GRENZEN / Europa

Animierte Bleistiftzeichnung | 1:40 min/loop | HD | mute | 2010

 

 Text im Katalog der Ausstellung:

"Europa. Die Zukunft der Geschichte", Kunsthaus Zürich, 2015

von Manuela Reissmann

 

Im Zentrum der künstlerischen Arbeit von Simona Koch stehen das Lebendige und seine Zusammenhänge, Entwicklungsprozesse und Strukturen. In Zeichnungen, Fotografien, Installationen und Animationsfilmen reflektiert sie ihre Recherchen zu den grundlegenden wissenschaftlichen und philosophischen Fragestellungen des Lebens. Vom kleinsten Organismus bis zum Menschen untersucht sie Auswirkungen und Wechselwirkungen, Entwicklungen und Spuren, die durch Lebewesen verursacht werden.

Die Spuren des Menschen und die damit verbundenen Folgen sind für Simona Koch von besonderem Interesse. Im Animationsfilm "GRENZEN / Europa" untersucht sie auf subtile und poetische Weise die Auswirkungen von Grenzziehungen, Grenzverschiebungen und -aufhebungen und stösst damit eine beinahe endlose Kette von Assoziationen an. Mit einem Bleistift zeichnete sie europäische Grenzen vom Jahr 0 bis heute auf ein Blatt Papier, um sie wieder auszuradieren, zu verändern oder durch neue zu ersetzen. Als Vorlage dienten ihr historische Atlanten und Karten, die sie auf Flohmärkten, in Antiquariaten, Bibliotheken und im Internet aufstöberte. Doch obwohl sie sich an den chronologischen Ablauf hielt, gibt sie keine Jahreszahlen an, die historische Einordnung ist nicht von Bedeutung. Vielmehr treten die Unbeständigkeit von Grenzen und der stetige Wandel auf dem europäischen Kontinent in den Vordergrund, unterstützt durch die Wiedergabe im Zeitraffer. Die Verkehrung der Zeichnung ins Negativ erzeugt weitere spannende Komponenten: So ist am Anfang des Films lediglich eine dunkle Flache zu sehen, die sich mit weissen, sich laufend verändernden Linien überzieht. Jede der verschwundenen Grenzen hinterlässt helle Schatten, die am Ende, wenn auch die heutigen Grenzen ausradiert sind, ein pulsierendes, organisches Geflecht ergeben, das den Kontinent in seinen groben Formen erst erkennbar werden lässt.

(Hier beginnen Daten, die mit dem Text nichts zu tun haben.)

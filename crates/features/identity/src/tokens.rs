//! HS256 bearer tokens.

use crate::error::{IdentityError, IdentityErrorExt};
use brgy_domain::config::JwtConfig;
use chrono::Utc;
use jsonwebtoken::{Algorithm, DecodingKey, EncodingKey, Header, Validation, decode, encode};
use serde::{Deserialize, Serialize};

const MIN_SECRET_LEN: usize = 16;

/// Claims carried by every access token. `sub` is the auth identity id.
#[derive(Debug, Clone, PartialEq, Eq, Serialize, Deserialize)]
pub struct Claims {
    pub sub: String,
    pub email: String,
    pub iss: String,
    #[serde(default, skip_serializing_if = "Option::is_none")]
    pub aud: Option<String>,
    pub iat: i64,
    pub exp: i64,
}

#[derive(Debug, Clone, PartialEq, Eq)]
pub struct IssuedToken {
    pub access_token: String,
    pub expires_in: u64,
}

/// Signs and verifies access tokens with the configured shared secret.
#[derive(Clone)]
pub struct TokenService {
    encoding: EncodingKey,
    decoding: DecodingKey,
    validation: Validation,
    issuer: String,
    audience: Option<String>,
    ttl_seconds: u64,
}

impl std::fmt::Debug for TokenService {
    fn fmt(&self, f: &mut std::fmt::Formatter<'_>) -> std::fmt::Result {
        f.debug_struct("TokenService")
            .field("issuer", &self.issuer)
            .field("audience", &self.audience)
            .field("ttl_seconds", &self.ttl_seconds)
            .finish_non_exhaustive()
    }
}

impl TokenService {
    /// # Errors
    /// Returns [`IdentityError::Config`] for secrets shorter than 16 bytes or a zero TTL.
    pub fn new(config: &JwtConfig) -> Result<Self, IdentityError> {
        if config.secret.len() < MIN_SECRET_LEN {
            return Err(IdentityError::Config {
                message: format!("JWT secret must be at least {MIN_SECRET_LEN} bytes").into(),
                context: None,
            });
        }
        if config.ttl_seconds == 0 {
            return Err(IdentityError::Config {
                message: "JWT ttl_seconds must be greater than zero".into(),
                context: None,
            });
        }

        let mut validation = Validation::new(Algorithm::HS256);
        validation.leeway = config.clock_skew_seconds;
        validation.set_issuer(&[config.issuer.as_str()]);
        match &config.audience {
            Some(audience) => validation.set_audience(&[audience.as_str()]),
            None => validation.validate_aud = false,
        }

        Ok(Self {
            encoding: EncodingKey::from_secret(config.secret.as_bytes()),
            decoding: DecodingKey::from_secret(config.secret.as_bytes()),
            validation,
            issuer: config.issuer.clone(),
            audience: config.audience.clone(),
            ttl_seconds: config.ttl_seconds,
        })
    }

    /// Issues a token for an authenticated identity.
    ///
    /// # Errors
    /// Returns [`IdentityError::Token`] if signing fails.
    pub fn issue(&self, identity_id: &str, email: &str) -> Result<IssuedToken, IdentityError> {
        let now = Utc::now().timestamp();
        let ttl = i64::try_from(self.ttl_seconds).unwrap_or(i64::MAX / 2);
        let claims = Claims {
            sub: identity_id.to_owned(),
            email: email.to_owned(),
            iss: self.issuer.clone(),
            aud: self.audience.clone(),
            iat: now,
            exp: now.saturating_add(ttl),
        };
        Ok(IssuedToken { access_token: self.sign(&claims)?, expires_in: self.ttl_seconds })
    }

    /// Checks signature, issuer, audience and expiry (with the configured leeway).
    ///
    /// # Errors
    /// Returns [`IdentityError::Token`] for any invalid token.
    pub fn verify(&self, token: &str) -> Result<Claims, IdentityError> {
        Ok(decode::<Claims>(token, &self.decoding, &self.validation)
            .context("Verifying access token")?
            .claims)
    }

    fn sign(&self, claims: &Claims) -> Result<String, IdentityError> {
        encode(&Header::new(Algorithm::HS256), claims, &self.encoding).context("Signing access token")
    }
}
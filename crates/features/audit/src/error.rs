use std::borrow::Cow;

/// Audit slice error type.
#[derive(Debug, thiserror::Error)]
pub enum AuditError {
    #[error("Audit store error{}: {source}", format_context(.context))]
    Store {
        #[source]
        source: brgy_database::DatabaseError,
        context: Option<Cow<'static, str>>,
    },

    #[error("Audit error{}: {message}", format_context(.context))]
    Internal { message: Cow<'static, str>, context: Option<Cow<'static, str>> },
}

pub trait AuditErrorExt<T> {
    fn context(self, context: impl Into<Cow<'static, str>>) -> Result<T, AuditError>;
}

impl<T> AuditErrorExt<T> for Result<T, brgy_database::DatabaseError> {
    fn context(self, context: impl Into<Cow<'static, str>>) -> Result<T, AuditError> {
        self.map_err(|source| AuditError::Store { source, context: Some(context.into()) })
    }
}

impl From<AuditError> for brgy_kernel::server::ApiError {
    fn from(err: AuditError) -> Self {
        match err {
            AuditError::Store { source, .. } => source.into(),
            AuditError::Internal { .. } => {
                tracing::error!(error = %err, "Audit failure");
                Self::internal("Audit log unavailable")
            }
        }
    }
}

fn format_context(context: &Option<Cow<'static, str>>) -> Cow<'static, str> {
    context.as_ref().map_or(Cow::Borrowed(""), |c| Cow::Owned(format!(" ({c})")))
}
//! Residents, admin accounts and responders.

use crate::Dashboard;
use crate::error::{DashboardError, DashboardErrorExt};
use crate::support::{Change, body, paging, patch_document, query};
use axum::Json;
use axum::extract::rejection::{JsonRejection, QueryRejection};
use axum::extract::{Path, Query};
use brgy_database::Query as RowQuery;
use brgy_domain::constants::{ADMIN_USERS, DASHBOARD_TAG, RESPONDERS, USERS};
use brgy_domain::records::{
    AccountType, AdminUser, Responder, ResponderStatus, UserAccount, VerificationStatus,
};
use brgy_domain::roles::{Capabilities, ResponderType};
use brgy_identity::{Caller, Identity};
use brgy_kernel::security::resource::ResourceGuard;
use brgy_kernel::server::{ApiError, ErrorBody, Paging, Slice};
use serde::{Deserialize, Serialize};
use tracing::info;
use utoipa::{IntoParams, ToSchema};

#[derive(Debug, Default, Deserialize, IntoParams)]
#[into_params(parameter_in = Query)]
pub struct ResidentQuery {
    #[param(inline)]
    pub verification_status: Option<VerificationStatus>,
    pub limit: Option<u32>,
    pub offset: Option<u32>,
}

#[derive(Debug, Default, Serialize, Deserialize, ToSchema)]
#[serde(deny_unknown_fields)]
pub struct ResidentPatch {
    #[serde(default, skip_serializing_if = "Option::is_none")]
    pub verification_status: Option<VerificationStatus>,
    #[serde(default, skip_serializing_if = "Option::is_none")]
    pub is_active: Option<bool>,
}

#[derive(Debug, Default, Serialize, Deserialize, ToSchema)]
#[serde(deny_unknown_fields)]
pub struct AdminPatch {
    #[serde(default, skip_serializing_if = "Option::is_none")]
    pub is_active: Option<bool>,
}

#[derive(Debug, Default, Deserialize, IntoParams)]
#[into_params(parameter_in = Query)]
pub struct ResponderQuery {
    #[param(inline)]
    pub responder_type: Option<ResponderType>,
    #[param(inline)]
    pub status: Option<ResponderStatus>,
    pub limit: Option<u32>,
    pub offset: Option<u32>,
}

#[utoipa::path(
    get,
    path = "/residents",
    params(ResidentQuery),
    responses(
        (status = OK, description = "Resident accounts, newest first", body = [UserAccount]),
        (status = BAD_REQUEST, description = "Unknown verification status", body = ErrorBody),
    ),
    security(("bearer" = [])),
    tag = DASHBOARD_TAG,
)]
pub(crate) async fn list_residents(
    _caller: Caller,
    Slice(dashboard): Slice<Dashboard>,
    params: Result<Query<ResidentQuery>, QueryRejection>,
) -> Result<Json<Vec<UserAccount>>, ApiError> {
    let params = query(params)?;
    let page = paging(params.limit, params.offset);

    let mut rows = RowQuery::new()
        .filter("account_type", AccountType::Resident.as_str())
        .limit(page.limit())
        .offset(page.offset());
    if let Some(status) = params.verification_status {
        rows = rows.filter("verification_status", status.as_str());
    }

    Ok(Json(dashboard.db.select_all(USERS, &rows).await.context("Listing residents")?))
}

#[utoipa::path(
    patch,
    path = "/residents/{id}",
    params(("id" = String, Path, description = "Resident (users row) id")),
    request_body = ResidentPatch,
    responses(
        (status = OK, description = "The updated resident", body = UserAccount),
        (status = BAD_REQUEST, description = "Empty patch or invalid status", body = ErrorBody),
        (status = FORBIDDEN, description = "Role cannot manage residents", body = ErrorBody),
        (status = NOT_FOUND, description = "No such resident", body = ErrorBody),
    ),
    security(("bearer" = [])),
    tag = DASHBOARD_TAG,
)]
pub(crate) async fn update_resident(
    caller: Caller,
    Slice(dashboard): Slice<Dashboard>,
    Path(id): Path<String>,
    payload: Result<Json<ResidentPatch>, JsonRejection>,
) -> Result<Json<UserAccount>, ApiError> {
    caller.require(Capabilities::MANAGE_RESIDENTS)?;
    let id = ResourceGuard::verify(id, USERS)?;
    let patch = body(payload)?;
    let document = patch_document(&patch, false)?;

    let existing: UserAccount = dashboard.fetch(USERS, &id).await?;
    if existing.account_type != AccountType::Resident {
        return Err(DashboardError::not_found(USERS, &id).into());
    }

    let resident: UserAccount = dashboard.apply_patch(USERS, &id, document).await?;
    let details = serde_json::to_string(&patch).ok();
    dashboard.announce(&caller, Change::updated(USERS, &id, &resident), "resident.updated", details).await;
    Ok(Json(resident))
}

#[utoipa::path(
    get,
    path = "/admins",
    params(Paging),
    responses(
        (status = OK, description = "Admin accounts, newest first", body = [AdminUser]),
    ),
    security(("bearer" = [])),
    tag = DASHBOARD_TAG,
)]
pub(crate) async fn list_admins(
    _caller: Caller,
    Slice(dashboard): Slice<Dashboard>,
    params: Result<Query<Paging>, QueryRejection>,
) -> Result<Json<Vec<AdminUser>>, ApiError> {
    let page = query(params)?;
    let rows = RowQuery::new().limit(page.limit()).offset(page.offset());
    Ok(Json(dashboard.db.select_all(ADMIN_USERS, &rows).await.context("Listing admins")?))
}

#[utoipa::path(
    patch,
    path = "/admins/{id}",
    params(("id" = String, Path, description = "Admin account id")),
    request_body = AdminPatch,
    responses(
        (status = OK, description = "The updated admin account", body = AdminUser),
        (status = BAD_REQUEST, description = "Empty patch or self-deactivation", body = ErrorBody),
        (status = FORBIDDEN, description = "Role cannot manage accounts", body = ErrorBody),
        (status = NOT_FOUND, description = "No such admin", body = ErrorBody),
    ),
    security(("bearer" = [])),
    tag = DASHBOARD_TAG,
)]
pub(crate) async fn update_admin(
    caller: Caller,
    Slice(dashboard): Slice<Dashboard>,
    Slice(identity): Slice<Identity>,
    Path(id): Path<String>,
    payload: Result<Json<AdminPatch>, JsonRejection>,
) -> Result<Json<AdminUser>, ApiError> {
    caller.require(Capabilities::MANAGE_ACCOUNTS)?;
    let id = ResourceGuard::verify(id, ADMIN_USERS)?;
    let patch = body(payload)?;
    let document = patch_document(&patch, false)?;

    if patch.is_active == Some(false) && id == caller.admin.id {
        return Err(DashboardError::validation("You cannot deactivate your own account").into());
    }

    let admin: AdminUser = dashboard.apply_patch(ADMIN_USERS, &id, document).await?;
    identity.invalidate(&admin.auth_id).await;
    info!(admin_id = %admin.id, is_active = admin.is_active, "Admin account updated");

    let action = if admin.is_active { "admin.activated" } else { "admin.deactivated" };
    dashboard.announce(&caller, Change::updated(ADMIN_USERS, &id, &admin), action, None).await;
    Ok(Json(admin))
}

#[utoipa::path(
    get,
    path = "/responders",
    params(ResponderQuery),
    responses(
        (status = OK, description = "Responders, newest first", body = [Responder]),
        (status = BAD_REQUEST, description = "Unknown responder type or status", body = ErrorBody),
    ),
    security(("bearer" = [])),
    tag = DASHBOARD_TAG,
)]
pub(crate) async fn list_responders(
    _caller: Caller,
    Slice(dashboard): Slice<Dashboard>,
    params: Result<Query<ResponderQuery>, QueryRejection>,
) -> Result<Json<Vec<Responder>>, ApiError> {
    let params = query(params)?;
    let page = paging(params.limit, params.offset);

    let mut rows = RowQuery::new().limit(page.limit()).offset(page.offset());
    if let Some(kind) = params.responder_type {
        rows = rows.filter("responder_type", kind.as_str());
    }
    if let Some(status) = params.status {
        rows = rows.filter("status", status.as_str());
    }

    Ok(Json(dashboard.db.select_all(RESPONDERS, &rows).await.context("Listing responders")?))
}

Simona Koch regt mit "GRENZEN / Europa" Gedanken an, was Grenzen eigentlich sind, wie und warum sie entstehen, welche Arten von Grenzen es gibt, was sie bedeuten und auslösen können. Grenzen, vom Menschen gezogen, trennen das eine vom anderen, schliessen aus oder ein. Politische oder physische Grenzen werden auch zu kulturellen, sozialen und mentalen Schranken, schaffen Identifikation, Verbundenheit und ein Gefühl von Sicherheit. Umgekehrt können sie ebenso Angst auslösen, Vorurteile gegenüber dem anderen jenseits der Grenze begünstigen und einen Austausch erschweren. Das rhizomartige Geflecht am Ende des Films, bestehend aus den Spuren der einstigen Staatsgrenzen, wirkt wie ein Röntgenbild Europas und verweist auf einen gewachsenen Zusammenhalt jenseits nationaler Ansprüche.